*** Opening of RECORDS FOR PROCESSING ***

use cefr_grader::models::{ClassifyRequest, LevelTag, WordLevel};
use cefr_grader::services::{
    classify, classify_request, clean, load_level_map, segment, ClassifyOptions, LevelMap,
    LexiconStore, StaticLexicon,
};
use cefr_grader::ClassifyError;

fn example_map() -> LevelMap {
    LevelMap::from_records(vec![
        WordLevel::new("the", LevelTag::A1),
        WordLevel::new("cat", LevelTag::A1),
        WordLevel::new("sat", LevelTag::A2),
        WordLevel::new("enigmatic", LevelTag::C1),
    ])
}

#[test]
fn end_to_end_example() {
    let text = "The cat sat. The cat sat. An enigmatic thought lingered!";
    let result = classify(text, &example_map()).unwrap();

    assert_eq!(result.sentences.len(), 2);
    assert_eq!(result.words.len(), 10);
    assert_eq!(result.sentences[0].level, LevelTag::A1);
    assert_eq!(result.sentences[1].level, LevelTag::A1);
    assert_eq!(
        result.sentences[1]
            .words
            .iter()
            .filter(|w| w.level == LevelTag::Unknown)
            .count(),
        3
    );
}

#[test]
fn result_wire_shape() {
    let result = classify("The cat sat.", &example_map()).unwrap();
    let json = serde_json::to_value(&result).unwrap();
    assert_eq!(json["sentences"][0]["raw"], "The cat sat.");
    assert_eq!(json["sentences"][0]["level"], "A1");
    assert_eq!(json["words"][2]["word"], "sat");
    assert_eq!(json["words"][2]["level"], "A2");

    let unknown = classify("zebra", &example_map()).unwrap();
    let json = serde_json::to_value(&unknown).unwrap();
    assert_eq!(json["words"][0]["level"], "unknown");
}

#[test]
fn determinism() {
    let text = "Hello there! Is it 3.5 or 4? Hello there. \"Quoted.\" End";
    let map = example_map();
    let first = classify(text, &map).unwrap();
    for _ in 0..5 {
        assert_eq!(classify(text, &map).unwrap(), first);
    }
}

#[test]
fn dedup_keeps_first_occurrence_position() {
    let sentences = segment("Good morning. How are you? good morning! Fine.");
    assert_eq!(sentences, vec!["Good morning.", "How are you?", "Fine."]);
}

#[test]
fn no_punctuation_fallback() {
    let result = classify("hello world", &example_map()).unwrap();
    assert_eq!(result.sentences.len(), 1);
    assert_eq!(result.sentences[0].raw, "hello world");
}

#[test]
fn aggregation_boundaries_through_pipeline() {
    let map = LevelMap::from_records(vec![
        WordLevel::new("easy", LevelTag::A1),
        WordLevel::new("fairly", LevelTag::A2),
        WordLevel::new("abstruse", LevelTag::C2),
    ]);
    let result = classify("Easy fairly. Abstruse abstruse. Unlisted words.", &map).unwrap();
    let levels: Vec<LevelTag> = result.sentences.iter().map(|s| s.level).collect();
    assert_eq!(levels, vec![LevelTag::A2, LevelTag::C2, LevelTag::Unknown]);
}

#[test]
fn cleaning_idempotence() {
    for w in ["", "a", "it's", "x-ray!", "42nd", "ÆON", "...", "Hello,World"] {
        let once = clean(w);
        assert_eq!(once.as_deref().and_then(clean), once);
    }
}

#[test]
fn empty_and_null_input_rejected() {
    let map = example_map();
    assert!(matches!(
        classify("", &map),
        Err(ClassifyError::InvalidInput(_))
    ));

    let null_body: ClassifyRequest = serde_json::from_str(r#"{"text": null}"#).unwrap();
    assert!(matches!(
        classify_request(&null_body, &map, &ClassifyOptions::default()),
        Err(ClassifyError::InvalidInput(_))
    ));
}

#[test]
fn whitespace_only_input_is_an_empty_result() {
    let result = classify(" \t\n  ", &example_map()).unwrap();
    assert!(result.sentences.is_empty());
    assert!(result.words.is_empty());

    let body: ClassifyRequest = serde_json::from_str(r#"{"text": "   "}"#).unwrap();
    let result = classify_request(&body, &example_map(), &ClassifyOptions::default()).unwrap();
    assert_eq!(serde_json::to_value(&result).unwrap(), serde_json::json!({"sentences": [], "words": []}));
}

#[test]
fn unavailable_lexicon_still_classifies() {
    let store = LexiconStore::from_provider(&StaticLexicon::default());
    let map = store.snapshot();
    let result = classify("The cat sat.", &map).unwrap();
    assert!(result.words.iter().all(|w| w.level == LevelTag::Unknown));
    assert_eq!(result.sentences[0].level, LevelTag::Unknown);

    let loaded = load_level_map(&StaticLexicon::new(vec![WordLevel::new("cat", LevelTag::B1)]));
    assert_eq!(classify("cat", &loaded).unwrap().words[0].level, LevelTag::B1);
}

*** Close of RECORDS FOR PROCESSING ***
*** Opening of RECORDS FOR PROCESSING ***

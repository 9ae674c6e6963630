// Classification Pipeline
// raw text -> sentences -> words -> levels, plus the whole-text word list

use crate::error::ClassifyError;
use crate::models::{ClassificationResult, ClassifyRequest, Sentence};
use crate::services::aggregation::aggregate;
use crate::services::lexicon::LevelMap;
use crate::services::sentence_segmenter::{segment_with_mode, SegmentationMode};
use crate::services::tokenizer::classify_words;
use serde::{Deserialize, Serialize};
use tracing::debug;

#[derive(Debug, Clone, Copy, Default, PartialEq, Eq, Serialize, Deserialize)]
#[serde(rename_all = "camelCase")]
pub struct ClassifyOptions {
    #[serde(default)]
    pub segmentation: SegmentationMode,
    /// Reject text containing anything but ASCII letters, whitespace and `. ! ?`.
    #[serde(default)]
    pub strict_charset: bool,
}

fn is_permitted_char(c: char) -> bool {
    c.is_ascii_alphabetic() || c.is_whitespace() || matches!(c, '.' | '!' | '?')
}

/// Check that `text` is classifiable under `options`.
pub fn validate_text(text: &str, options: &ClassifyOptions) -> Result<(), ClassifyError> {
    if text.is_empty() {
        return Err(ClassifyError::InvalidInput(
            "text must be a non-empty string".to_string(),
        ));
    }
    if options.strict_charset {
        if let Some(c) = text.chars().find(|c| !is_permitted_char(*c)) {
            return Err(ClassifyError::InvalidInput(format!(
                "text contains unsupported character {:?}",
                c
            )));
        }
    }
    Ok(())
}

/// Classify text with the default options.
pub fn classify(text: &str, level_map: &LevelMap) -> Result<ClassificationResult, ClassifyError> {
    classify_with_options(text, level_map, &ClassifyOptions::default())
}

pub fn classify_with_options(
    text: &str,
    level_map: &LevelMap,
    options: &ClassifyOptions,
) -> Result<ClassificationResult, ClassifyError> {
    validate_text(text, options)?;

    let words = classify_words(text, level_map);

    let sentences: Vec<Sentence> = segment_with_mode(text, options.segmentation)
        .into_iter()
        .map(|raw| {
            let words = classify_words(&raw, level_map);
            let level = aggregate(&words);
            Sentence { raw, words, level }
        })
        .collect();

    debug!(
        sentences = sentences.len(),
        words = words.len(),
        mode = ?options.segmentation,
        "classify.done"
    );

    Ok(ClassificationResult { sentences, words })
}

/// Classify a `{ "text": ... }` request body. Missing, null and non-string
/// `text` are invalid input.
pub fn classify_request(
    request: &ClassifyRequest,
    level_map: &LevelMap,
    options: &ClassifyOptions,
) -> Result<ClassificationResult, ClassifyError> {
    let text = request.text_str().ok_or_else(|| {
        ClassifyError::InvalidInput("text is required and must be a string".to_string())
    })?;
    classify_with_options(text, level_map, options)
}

*** Close of RECORDS FOR PROCESSING ***

Scan the entries above for the line containing "let null_body: ClassifyRequest", and copy it and all lines after it exactly, down to and including the line containing "assert_eq!(result.sentences[0].level, LevelTag::Unknown);".

    let null_body: ClassifyRequest = serde_json::from_str(r#"{"text": null}"#).unwrap();
    assert!(matches!(
        classify_request(&null_body, &map, &ClassifyOptions::default()),
        Err(ClassifyError::InvalidInput(_))
    ));
}

#[test]
fn whitespace_only_input_is_an_empty_result() {
    let result = classify(" \t\n  ", &example_map()).unwrap();
    assert!(result.sentences.is_empty());
    assert!(result.words.is_empty());

    let body: ClassifyRequest = serde_json::from_str(r#"{"text": "   "}"#).unwrap();
    let result = classify_request(&body, &example_map(), &ClassifyOptions::default()).unwrap();
    assert_eq!(serde_json::to_value(&result).unwrap(), serde_json::json!({"sentences": [], "words": []}));
}

#[test]
fn unavailable_lexicon_still_classifies() {
    let store = LexiconStore::from_provider(&StaticLexicon::default());
    let map = store.snapshot();
    let result = classify("The cat sat.", &map).unwrap();
    assert!(result.words.iter().all(|w| w.level == LevelTag::Unknown));
    assert_eq!(result.sentences[0].level, LevelTag::Unknown);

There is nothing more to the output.